Problem to work on ::
Scan the lines below for "AttemptEngine"; report the number of lines that contain it, and only that.

Recorded data ::
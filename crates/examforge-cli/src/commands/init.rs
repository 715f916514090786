//! The `examforge init` command.

use anyhow::Result;

pub fn execute() -> Result<()> {
    if std::path::Path::new("examforge.toml").exists() {
        println!("examforge.toml already exists, skipping.");
    } else {
        std::fs::write("examforge.toml", SAMPLE_CONFIG)?;
        println!("Created examforge.toml");
    }

    std::fs::create_dir_all("assessments")?;
    let example_path = std::path::Path::new("assessments/example.toml");
    if example_path.exists() {
        println!("assessments/example.toml already exists, skipping.");
    } else {
        std::fs::write(example_path, EXAMPLE_ASSESSMENT)?;
        println!("Created assessments/example.toml");
    }

    println!("\nNext steps:");
    println!("  1. Edit assessments/example.toml (window, questions, graders)");
    println!("  2. Run: examforge validate --assessments assessments");
    println!("  3. Run: examforge serve");

    Ok(())
}

const SAMPLE_CONFIG: &str = r#"# examforge configuration

assessments_dir = "./assessments"

[server]
bind = "127.0.0.1:7460"

[storage]
backend = "sqlite"
path = "./examforge.db"

[engine]
max_answer_bytes = 65536
max_feedback_bytes = 16384
"#;

const EXAMPLE_ASSESSMENT: &str = r#"[assessment]
id = "example"
title = "Example Quiz"
starts_at = "2026-01-01T00:00:00Z"
ends_at = "2030-12-31T23:59:59Z"
access = "public"
time_limit_secs = 1800

[[questions]]
id = "capital"
kind = "objective"
max_marks = 1
prompt = "What is the capital of France?"
answer = { type = "scalar", value = "Paris" }

[[questions]]
id = "primes"
kind = "objective"
max_marks = 2
prompt = "Select every prime number."
answer = { type = "multi_select", value = ["2", "3", "5"] }

[[questions]]
id = "reflection"
kind = "subjective"
max_marks = 5
prompt = "Describe one thing you learned this week."
"#;
//! Attempt store backends for examforge.
//!
//! Both backends implement [`examforge_core::traits::AttemptStore`]:
//! - [`MemoryStore`]: process-local, used in tests and for throwaway servers
//! - [`SqliteStore`]: durable single-file storage

pub mod memory;
pub mod sqlite;

pub use memory::MemoryStore;
pub use sqlite::SqliteStore;
//! Server error types

use axum::http::StatusCode;
use axum::response::{IntoResponse, Response};
use axum::Json;
use serde::{Deserialize, Serialize};
use thiserror::Error;
use uuid::Uuid;

use examforge_core::{EngineError, ErrorKind};

/// Errors that can occur while starting or running the server
#[derive(Debug, Error)]
pub enum ServerError {
    /// Failed to bind to the specified address
    #[error("failed to bind to {addr}: {source}")]
    Bind {
        addr: String,
        #[source]
        source: std::io::Error,
    },

    /// Configuration, catalog or store could not be set up
    #[error("setup failed: {0:#}")]
    Setup(#[from] anyhow::Error),

    /// Internal server error
    #[error("internal error: {0}")]
    Internal(String),
}

/// JSON error body returned by every failing endpoint.
#[derive(Debug, Serialize, Deserialize)]
pub struct ErrorResponse {
    pub error: String,
    pub code: String,
    pub kind: String,
    #[serde(default, skip_serializing_if = "Option::is_none")]
    pub existing_attempt_id: Option<Uuid>,
}

/// An engine error on its way to becoming an HTTP response.
#[derive(Debug)]
pub struct ApiError(pub EngineError);

impl From<EngineError> for ApiError {
    fn from(err: EngineError) -> Self {
        Self(err)
    }
}

fn status_for(kind: ErrorKind) -> StatusCode {
    match kind {
        ErrorKind::NotFound => StatusCode::NOT_FOUND,
        ErrorKind::AccessDenied => StatusCode::FORBIDDEN,
        ErrorKind::Conflict => StatusCode::CONFLICT,
        ErrorKind::Validation => StatusCode::UNPROCESSABLE_ENTITY,
        ErrorKind::Internal => StatusCode::INTERNAL_SERVER_ERROR,
    }
}

impl IntoResponse for ApiError {
    fn into_response(self) -> Response {
        let kind = self.0.kind();
        let status = status_for(kind);
        if kind == ErrorKind::Internal {
            tracing::error!("request failed: {:#}", self.0);
        }

        let body = ErrorResponse {
            error: self.0.to_string(),
            code: self.0.code().to_string(),
            kind: kind.as_str().to_string(),
            existing_attempt_id: self.0.existing_attempt(),
        };
        (status, Json(body)).into_response()
    }
}
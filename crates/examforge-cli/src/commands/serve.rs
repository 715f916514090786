//! The `examforge serve` command.

use std::path::PathBuf;

use anyhow::Result;

use examforge_server::{load_config_from, ExamforgeServer};

pub async fn execute(config_path: Option<PathBuf>, bind: Option<String>) -> Result<()> {
    let mut config = load_config_from(config_path.as_deref())?;
    if let Some(bind) = bind {
        config.server.bind = bind;
    }
    tracing::debug!(?config, "resolved configuration");

    let server = ExamforgeServer::new(config)?;
    server.run().await?;
    Ok(())
}
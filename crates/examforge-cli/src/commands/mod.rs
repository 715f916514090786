pub mod attempts;
pub mod init;
pub mod serve;
pub mod validate;
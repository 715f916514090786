//! The `examforge attempts` command.

use std::path::PathBuf;

use anyhow::{anyhow, Result};
use comfy_table::{Cell, Table};

use examforge_core::model::{Attempt, AttemptStatus};
use examforge_core::traits::AttemptStore;
use examforge_store::SqliteStore;

pub async fn execute(db: PathBuf, assessment_id: String, status: Option<String>) -> Result<()> {
    if !db.exists() {
        anyhow::bail!("attempt database not found: {}", db.display());
    }
    let status = status
        .map(|s| s.parse::<AttemptStatus>().map_err(|e| anyhow!(e)))
        .transpose()?;

    let store = SqliteStore::open(&db)?;
    let attempts = store.list(&assessment_id, status).await?;

    if attempts.is_empty() {
        println!("No attempts found for assessment {assessment_id}.");
        return Ok(());
    }

    println!("{}", attempts_table(&attempts));
    println!("{} attempt(s)", attempts.len());
    Ok(())
}

fn attempts_table(attempts: &[Attempt]) -> Table {
    let mut table = Table::new();
    table.set_header(vec![
        "Attempt",
        "Student",
        "Status",
        "Score",
        "Started",
        "Submitted",
        "Grader",
    ]);

    for attempt in attempts {
        table.add_row(vec![
            Cell::new(attempt.id),
            Cell::new(&attempt.student_id),
            Cell::new(attempt.status),
            Cell::new(format!("{:.2}", attempt.total_score)),
            Cell::new(attempt.started_at.format("%Y-%m-%d %H:%M:%S")),
            Cell::new(
                attempt
                    .submitted_at
                    .map(|t| t.format("%Y-%m-%d %H:%M:%S").to_string())
                    .unwrap_or_else(|| "-".to_string()),
            ),
            Cell::new(attempt.grader_id.as_deref().unwrap_or("-")),
        ]);
    }

    table
}
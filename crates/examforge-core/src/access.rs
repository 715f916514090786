//! Access window guard.
//!
//! Pure predicates deciding whether a student may start or keep working on
//! an attempt at a given instant. No I/O, no clock: `now` is always passed in.

use chrono::{DateTime, Duration, Utc};

use crate::error::{DenyReason, EngineError, FrozenReason};
use crate::model::{AssessmentDefinition, Attempt};

/// Result of an access check.
#[derive(Debug, Clone, Copy, PartialEq, Eq)]
pub enum Access {
    Allowed,
    Denied(DenyReason),
}

impl Access {
    pub fn is_allowed(&self) -> bool {
        matches!(self, Access::Allowed)
    }

    pub fn into_result(self) -> Result<(), EngineError> {
        match self {
            Access::Allowed => Ok(()),
            Access::Denied(reason) => Err(EngineError::AccessDenied(reason)),
        }
    }
}

/// Decide whether `student_id` may attempt `definition` at `now`.
///
/// The window is inclusive on both ends: `now == starts_at` and
/// `now == ends_at` are both allowed.
pub fn can_attempt(
    definition: &AssessmentDefinition,
    student_id: &str,
    now: DateTime<Utc>,
) -> Access {
    if !definition.published {
        return Access::Denied(DenyReason::NotPublished);
    }
    if !definition.access.permits(student_id) {
        return Access::Denied(DenyReason::NotPermitted);
    }
    if now < definition.starts_at {
        return Access::Denied(DenyReason::BeforeWindow);
    }
    if now > definition.ends_at {
        return Access::Denied(DenyReason::AfterWindow);
    }
    Access::Allowed
}

/// Last instant at which `attempt` may still be changed.
///
/// The earlier of the window end and `started_at + time_limit_secs`.
pub fn attempt_deadline(definition: &AssessmentDefinition, attempt: &Attempt) -> DateTime<Utc> {
    let limit = definition
        .time_limit_secs
        .and_then(|secs| i64::try_from(secs).ok())
        .and_then(Duration::try_seconds)
        .and_then(|limit| attempt.started_at.checked_add_signed(limit));

    match limit {
        Some(limit) if limit < definition.ends_at => limit,
        _ => definition.ends_at,
    }
}

/// Check that an existing attempt may still be saved to or submitted.
///
/// A closed window freezes the attempt; that is reported as
/// [`FrozenReason::WindowClosed`] rather than as a plain denial so callers
/// can tell it apart from a status conflict.
pub fn check_open(
    definition: &AssessmentDefinition,
    attempt: &Attempt,
    now: DateTime<Utc>,
) -> Result<(), EngineError> {
    let frozen = || EngineError::NotMutable {
        attempt_id: attempt.id,
        reason: FrozenReason::WindowClosed,
    };

    match can_attempt(definition, &attempt.student_id, now) {
        Access::Allowed => {}
        Access::Denied(DenyReason::AfterWindow) => return Err(frozen()),
        Access::Denied(reason) => return Err(EngineError::AccessDenied(reason)),
    }

    if now > attempt_deadline(definition, attempt) {
        return Err(frozen());
    }
    Ok(())
}
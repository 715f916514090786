//! Shared application state for the examforge server

use std::sync::Arc;

use chrono::{DateTime, Utc};
use examforge_core::AttemptEngine;

/// Shared application state accessible by all handlers
#[derive(Clone)]
pub struct AppState {
    pub engine: Arc<AttemptEngine>,
    /// When the server started
    pub started_at: DateTime<Utc>,
}

impl AppState {
    pub fn new(engine: AttemptEngine) -> Self {
        Self {
            engine: Arc::new(engine),
            started_at: Utc::now(),
        }
    }

    /// Returns how long the server has been running
    pub fn uptime_seconds(&self) -> i64 {
        (Utc::now() - self.started_at).num_seconds()
    }
}
fn load_answers(conn: &Connection, attempt_id: &str) -> anyhow::Result<Vec<AnswerRecord>> {
    let mut stmt = conn
        .prepare_cached(
            "SELECT question_id, kind, value, outcome, marks_awarded, comment, saved_at
             FROM answers
             WHERE attempt_id = ?1
             ORDER BY position ASC",
        )
        .context("Failed to prepare answer query")?;

    let rows = stmt
        .query_map(params![attempt_id], |row| {
            Ok((
                row.get::<_, String>(0)?,
                row.get::<_, String>(1)?,
                row.get::<_, Option<String>>(2)?,
                row.get::<_, String>(3)?,
                row.get::<_, f64>(4)?,
                row.get::<_, Option<String>>(5)?,
                row.get::<_, Option<String>>(6)?,
            ))
        })
        .context("Failed to query answers")?;

    let mut answers = Vec::new();
    for row in rows {
        let (question_id, kind, value, outcome, marks_awarded, comment, saved_at) =
            row.context("Failed to read answer row")?;
        let value = value
            .map(|json| serde_json::from_str::<AnswerValue>(&json))
            .transpose()
            .with_context(|| format!("Invalid stored answer for question {question_id}"))?;
        answers.push(AnswerRecord {
            kind: parse_enum::<QuestionKind>(&kind)?,
            outcome: parse_enum::<GradingOutcome>(&outcome)?,
            value,
            marks_awarded,
            comment,
            saved_at: parse_opt_ts(saved_at)?,
            question_id,
        });
    }
    Ok(answers)
}

fn load_attempt(conn: &Connection, attempt_id: AttemptId) -> anyhow::Result<Option<Attempt>> {
    let id = attempt_id.to_string();
    let row = conn
        .query_row(
            &format!("SELECT {ATTEMPT_COLUMNS} FROM attempts WHERE id = ?1"),
            params![id],
            AttemptRow::from_row,
        )
        .optional()
        .context("Failed to query attempt")?;
    match row {
        Some(row) => {
            let answers = load_answers(conn, &id)?;
            Ok(Some(row.into_attempt(answers)?))
        }
        None => Ok(None),
    }
}

fn load_by_key(
    conn: &Connection,
    assessment_id: &str,
    student_id: &str,
) -> anyhow::Result<Option<Attempt>> {
    let row = conn
        .query_row(
            &format!(
                "SELECT {ATTEMPT_COLUMNS} FROM attempts WHERE assessment_id = ?1 AND student_id = ?2"
            ),
            params![assessment_id, student_id],
            AttemptRow::from_row,
        )
        .optional()
        .context("Failed to query attempt by key")?;
    match row {
        Some(row) => {
            let answers = load_answers(conn, &row.id)?;
            Ok(Some(row.into_attempt(answers)?))
        }
        None => Ok(None),
    }
}
//! Time source abstraction.

use std::fmt;
use std::sync::Mutex;

use chrono::{DateTime, Duration, Utc};

/// Source of the current instant.
pub trait Clock: Send + Sync + fmt::Debug {
    fn now(&self) -> DateTime<Utc>;
}

/// Wall clock.
#[derive(Debug, Clone, Copy, Default)]
pub struct SystemClock;

impl Clock for SystemClock {
    fn now(&self) -> DateTime<Utc> {
        Utc::now()
    }
}

/// A clock that only moves when told to. Used in tests.
#[derive(Debug)]
pub struct ManualClock {
    now: Mutex<DateTime<Utc>>,
}

impl ManualClock {
    pub fn new(now: DateTime<Utc>) -> Self {
        Self {
            now: Mutex::new(now),
        }
    }

    pub fn set(&self, now: DateTime<Utc>) {
        *self.now.lock().unwrap_or_else(|e| e.into_inner()) = now;
    }

    pub fn advance(&self, by: Duration) {
        let mut now = self.now.lock().unwrap_or_else(|e| e.into_inner());
        *now += by;
    }
}

impl Clock for ManualClock {
    fn now(&self) -> DateTime<Utc> {
        *self.now.lock().unwrap_or_else(|e| e.into_inner())
    }
}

Answer to this exercise ::
3